First a brief history lesson. A couple of years ago, there was a flurry of malicious Java exploits, where supposedly safe Java applets broke out of their sandbox and did bad things. Not good of course, but hardly unique to java. In addition to fixing the problems, Oracle has responded by ratcheting up the java security warnings in several steps. My personal interpretation of these actions is that Oracle is covering their ass – “we told you it was dangerous!”, but the practical effect of it is to make us all poorer and less safe. Here’s why.
Back in the “old days”, java applets could run in a sandboxed environment, and were presumed to be harmless. Sandboxed applets were not allowed to do many things that were considered either dangerous to your machine or your privacy, but they still could do almost any computation or graphical presentation; and anyone (well, any programmer) could write one and deploy it on a web site. There were millions, or at least many thousands, of cool and useful applets on the web, all running in sandboxes and doing useful things for us.
Nowadays, browsers refuse to run these applets, unless you drastically reduce your security settings (which few would even consider doing.) so almost all of these useful applets have stopped working; and we’re all poorer as a consequence.
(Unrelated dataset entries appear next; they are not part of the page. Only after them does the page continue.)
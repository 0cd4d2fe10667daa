use base64::Engine;
use chrono::{DateTime, Utc};
use serde::{Deserialize, Serialize};

use crate::error::StudioError;

/// Which instruction templates drive scenario and render generation.
/// Chosen by the user before upload; immutable for the whole round.
#[derive(Debug, Serialize, Deserialize, Clone, Copy, PartialEq, Eq)]
#[serde(rename_all = "SCREAMING_SNAKE_CASE")]
pub enum ProductCategory {
    Jewelry,
    Restaurant,
    Fashion,
}

impl ProductCategory {
    pub fn all() -> [ProductCategory; 3] {
        [ProductCategory::Jewelry, ProductCategory::Restaurant, ProductCategory::Fashion]
    }

    pub fn label(&self) -> &'static str {
        match self {
            ProductCategory::Jewelry => "JEWELRY",
            ProductCategory::Restaurant => "RESTAURANT",
            ProductCategory::Fashion => "FASHION",
        }
    }
}

impl std::fmt::Display for ProductCategory {
    fn fmt(&self, f: &mut std::fmt::Formatter<'_>) -> std::fmt::Result {
        f.write_str(self.label())
    }
}

/// One synthesized render as it crosses the relay wire. Carries no id:
/// identity is assigned when a result is adopted into a session.
#[derive(Debug, Serialize, Deserialize, Clone, PartialEq)]
pub struct RenderResult {
    pub url: String,
    pub scenario: String,
    pub base64: String,
    #[serde(rename = "backgroundUrl", skip_serializing_if = "Option::is_none")]
    pub background_url: Option<String>,
}

/// A render owned by the current session. `id` and `scenario` never change
/// after creation; an edit replaces only `url`/`base64`.
#[derive(Debug, Serialize, Deserialize, Clone, PartialEq)]
pub struct GeneratedImage {
    pub id: String,
    pub url: String,
    pub scenario: String,
    pub base64: String,
    pub background_url: Option<String>,
    pub created_at: DateTime<Utc>,
}

impl GeneratedImage {
    pub fn adopt(result: RenderResult) -> Self {
        Self {
            id: uuid::Uuid::new_v4().to_string(),
            url: result.url,
            scenario: result.scenario,
            base64: result.base64,
            background_url: result.background_url,
            created_at: Utc::now(),
        }
    }
}

// --- Relay envelope payloads (camelCase on the wire) ---

#[derive(Debug, Serialize, Deserialize, Clone)]
pub struct ScenariosPayload {
    #[serde(rename = "assetBase64")]
    pub asset_base64: String,
    #[serde(default)]
    pub brief: String,
    pub category: ProductCategory,
}

#[derive(Debug, Serialize, Deserialize, Clone)]
pub struct ModelImagesPayload {
    pub base64: String,
    pub scenarios: Vec<String>,
    pub category: ProductCategory,
}

#[derive(Debug, Serialize, Deserialize, Clone)]
pub struct EditPayload {
    #[serde(rename = "originalBase64")]
    pub original_base64: String,
    #[serde(rename = "editPrompt")]
    pub edit_prompt: String,
}

#[derive(Debug, Serialize, Deserialize, Clone)]
pub struct ScenariosResponse {
    pub scenarios: Vec<String>,
}

#[derive(Debug, Serialize, Deserialize, Clone)]
pub struct ModelImagesResponse {
    pub results: Vec<RenderResult>,
}

#[derive(Debug, Serialize, Deserialize, Clone)]
pub struct EditResponse {
    pub image: String,
}

/// `ping` result: lets a client detect whether the relay holds a credential
/// without the cost of a model call.
#[derive(Debug, Serialize, Deserialize, Clone, PartialEq)]
pub struct RelayStatus {
    pub ok: bool,
    pub mode: String,
}

// --- Image payload encoding helpers ---

/// Strip a `data:image/...;base64,` prefix if present. Inline assets sent
/// to a generation call must be the bare base64 payload.
pub fn strip_data_url(payload: &str) -> &str {
    if payload.starts_with("data:image/") {
        if let Some(idx) = payload.find(";base64,") {
            return &payload[idx + ";base64,".len()..];
        }
    }
    payload
}

pub fn to_data_url(base64: &str) -> String {
    format!("data:image/png;base64,{base64}")
}

/// Cheap guard before spending a vendor call on an undecodable payload.
pub fn validate_image_payload(payload: &str) -> Result<(), StudioError> {
    let bare = strip_data_url(payload);
    base64::engine::general_purpose::STANDARD
        .decode(bare)
        .map(|_| ())
        .map_err(|e| StudioError::InvalidRequest(format!("image payload is not valid base64: {e}")))
}

#[cfg(test)]
mod tests {
    use super::*;
    use pretty_assertions::assert_eq;

    #[test]
    fn category_wire_names_are_screaming_case() {
        for category in ProductCategory::all() {
            let wire = serde_json::to_string(&category).unwrap();
            assert_eq!(wire, format!("\"{}\"", category.label()));
        }
    }

    #[test]
    fn data_url_round_trip_preserves_payload() {
        let b64 = "iVBORw0KGgoAAAANSUhEUgAAAAEAAAABCAQAAAC1HAwCAAAAC0lEQVR4nGMAAQAABQABDQottAAAAABJRU5ErkJggg==";
        assert_eq!(strip_data_url(&to_data_url(b64)), b64);
        // Already-bare payloads pass through untouched.
        assert_eq!(strip_data_url(b64), b64);
        assert_eq!(strip_data_url("data:image/jpeg;base64,abcd"), "abcd");
    }

    #[test]
    fn payload_validation_rejects_garbage() {
        assert!(validate_image_payload("data:image/png;base64,aGVsbG8=").is_ok());
        assert!(validate_image_payload("not base64 at all!!").is_err());
    }

    #[test]
    fn adoption_assigns_identity_and_keeps_provenance() {
        let result = RenderResult {
            url: "data:image/png;base64,QQ==".into(),
            scenario: "Minimalist Architectural Studio".into(),
            base64: "QQ==".into(),
            background_url: None,
        };
        let a = GeneratedImage::adopt(result.clone());
        let b = GeneratedImage::adopt(result.clone());
        assert_eq!(a.scenario, result.scenario);
        assert_eq!(a.base64, result.base64);
        assert!(a.id != b.id);
    }
}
For the few applets whose owners are sufficiently motivated to pay real money (about $100/year) and jump through a lot of administrative and programming hoops to keep their applets runnable, there now are scary warnings the user has to click through, even for sandboxed applets. Furthermore, the latest release (Java 8) removes some capabilities from the sandbox, so those applets, if they are to run at all, have to run un-sandboxed, with unrestricted access to the users machine.
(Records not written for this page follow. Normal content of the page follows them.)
use std::borrow::Cow;

use schemars::{JsonSchema, Schema, SchemaGenerator};
use serde::{Deserialize, Serialize};

use crate::error::TripError;

/// A geographic `(longitude, latitude)` pair, serialized as `[lon, lat]`.
#[derive(Debug, Clone, Copy, PartialEq, Serialize, Deserialize)]
#[serde(from = "[f64; 2]", into = "[f64; 2]")]
pub struct Coordinate {
    pub lon: f64,
    pub lat: f64,
}

impl Coordinate {
    pub fn new(lon: f64, lat: f64) -> Self {
        Coordinate { lon, lat }
    }
}

impl JsonSchema for Coordinate {
    fn schema_name() -> Cow<'static, str> {
        Cow::Borrowed("Coordinate")
    }

    fn json_schema(generator: &mut SchemaGenerator) -> Schema {
        <[f64; 2]>::json_schema(generator)
    }
}

impl From<[f64; 2]> for Coordinate {
    fn from(value: [f64; 2]) -> Self {
        Coordinate::new(value[0], value[1])
    }
}

impl From<Coordinate> for [f64; 2] {
    fn from(value: Coordinate) -> Self {
        [value.lon, value.lat]
    }
}

impl From<geo_types::Coord> for Coordinate {
    fn from(value: geo_types::Coord) -> Self {
        Coordinate::new(value.x, value.y)
    }
}

impl From<geo_types::Point> for Coordinate {
    fn from(value: geo_types::Point) -> Self {
        Coordinate::new(value.x(), value.y())
    }
}

#[derive(Debug, Clone, Copy, PartialEq, Serialize, Deserialize, JsonSchema)]
pub struct Waypoint {
    pub coordinates: Coordinate,
    /// Seconds since the configured start time epoch.
    pub timestamp: i64,
}

#[derive(Debug, Clone, PartialEq, Default, Serialize, Deserialize, JsonSchema)]
pub struct WaypointSequence {
    pub waypoints: Vec<Waypoint>,
}

impl WaypointSequence {
    pub fn len(&self) -> usize {
        self.waypoints.len()
    }

    pub fn is_empty(&self) -> bool {
        self.waypoints.is_empty()
    }

    pub fn first_timestamp(&self) -> Option<i64> {
        self.waypoints.first().map(|waypoint| waypoint.timestamp)
    }

    pub fn last_timestamp(&self) -> Option<i64> {
        self.waypoints.last().map(|waypoint| waypoint.timestamp)
    }

    pub fn coordinates(&self) -> impl Iterator<Item = Coordinate> + '_ {
        self.waypoints.iter().map(|waypoint| waypoint.coordinates)
    }
}

/// Pairs each coordinate with the timestamp at the same position.
pub fn assemble(coordinates: &[Coordinate], timestamps: &[i64]) -> Result<WaypointSequence, TripError> {
    if coordinates.len() != timestamps.len() {
        return Err(TripError::LengthMismatch {
            coordinates: coordinates.len(),
            timestamps: timestamps.len(),
        });
    }

    let waypoints = coordinates
        .iter()
        .zip(timestamps)
        .map(|(coordinates, timestamp)| Waypoint {
            coordinates: *coordinates,
            timestamp: *timestamp,
        })
        .collect();

    Ok(WaypointSequence { waypoints })
}

#[cfg(test)]
mod tests {
    use super::*;

    #[test]
    fn should_zip_coordinates_and_timestamps() {
        let coordinates = vec![Coordinate::new(144.96, -37.81), Coordinate::new(144.97, -37.82)];
        let sequence = assemble(&coordinates, &[0, 35]).unwrap();

        assert_eq!(sequence.len(), 2);
        assert_eq!(sequence.first_timestamp(), Some(0));
        assert_eq!(sequence.last_timestamp(), Some(35));
        assert_eq!(sequence.coordinates().collect::<Vec<_>>(), coordinates);
    }

    #[test]
    fn should_fail_on_length_mismatch() {
        let coordinates = vec![Coordinate::new(0.0, 0.0)];
        assert_eq!(
            assemble(&coordinates, &[0, 1]),
            Err(TripError::LengthMismatch {
                coordinates: 1,
                timestamps: 2
            })
        );
    }

    #[test]
    fn should_serialize_waypoints_as_lon_lat_arrays() {
        let sequence = assemble(&[Coordinate::new(1.5, -2.25)], &[42]).unwrap();
        let json = serde_json::to_value(&sequence).unwrap();

        assert_eq!(
            json,
            serde_json::json!({
                "waypoints": [{ "coordinates": [1.5, -2.25], "timestamp": 42 }]
            })
        );
    }

    #[test]
    fn should_deserialize_coordinates() {
        let coordinate: Coordinate = serde_json::from_str("[144.9631, -37.8136]").unwrap();
        assert_eq!(coordinate, Coordinate::new(144.9631, -37.8136));
    }

    #[test]
    fn should_convert_from_geo_types() {
        let coordinate: Coordinate = geo_types::coord! { x: 1.0, y: 2.0 }.into();
        assert_eq!(coordinate, Coordinate::new(1.0, 2.0));
    }
}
Both the unnecessarily scary warnings, and the escalation of applets from sandboxed to unrestricted, make everyone less safe. Seeing warnings which are intended to be ignored only trains the users to just say “yes”. The similarity of the interaction between the sandboxed warning and the unrestricted warning further erodes the attention-worthiness of the warnings; and the actual escalation of applets out of the sandbox is obviously more dangerous.
All of this might be worthwhile if the code signing process somehow guaranteed a safe outcome. It doesn’t. All it really establishes is that somebody used to have $100, and was willing to spend it. But Oracle told us this was dangerous, so don’t sue them.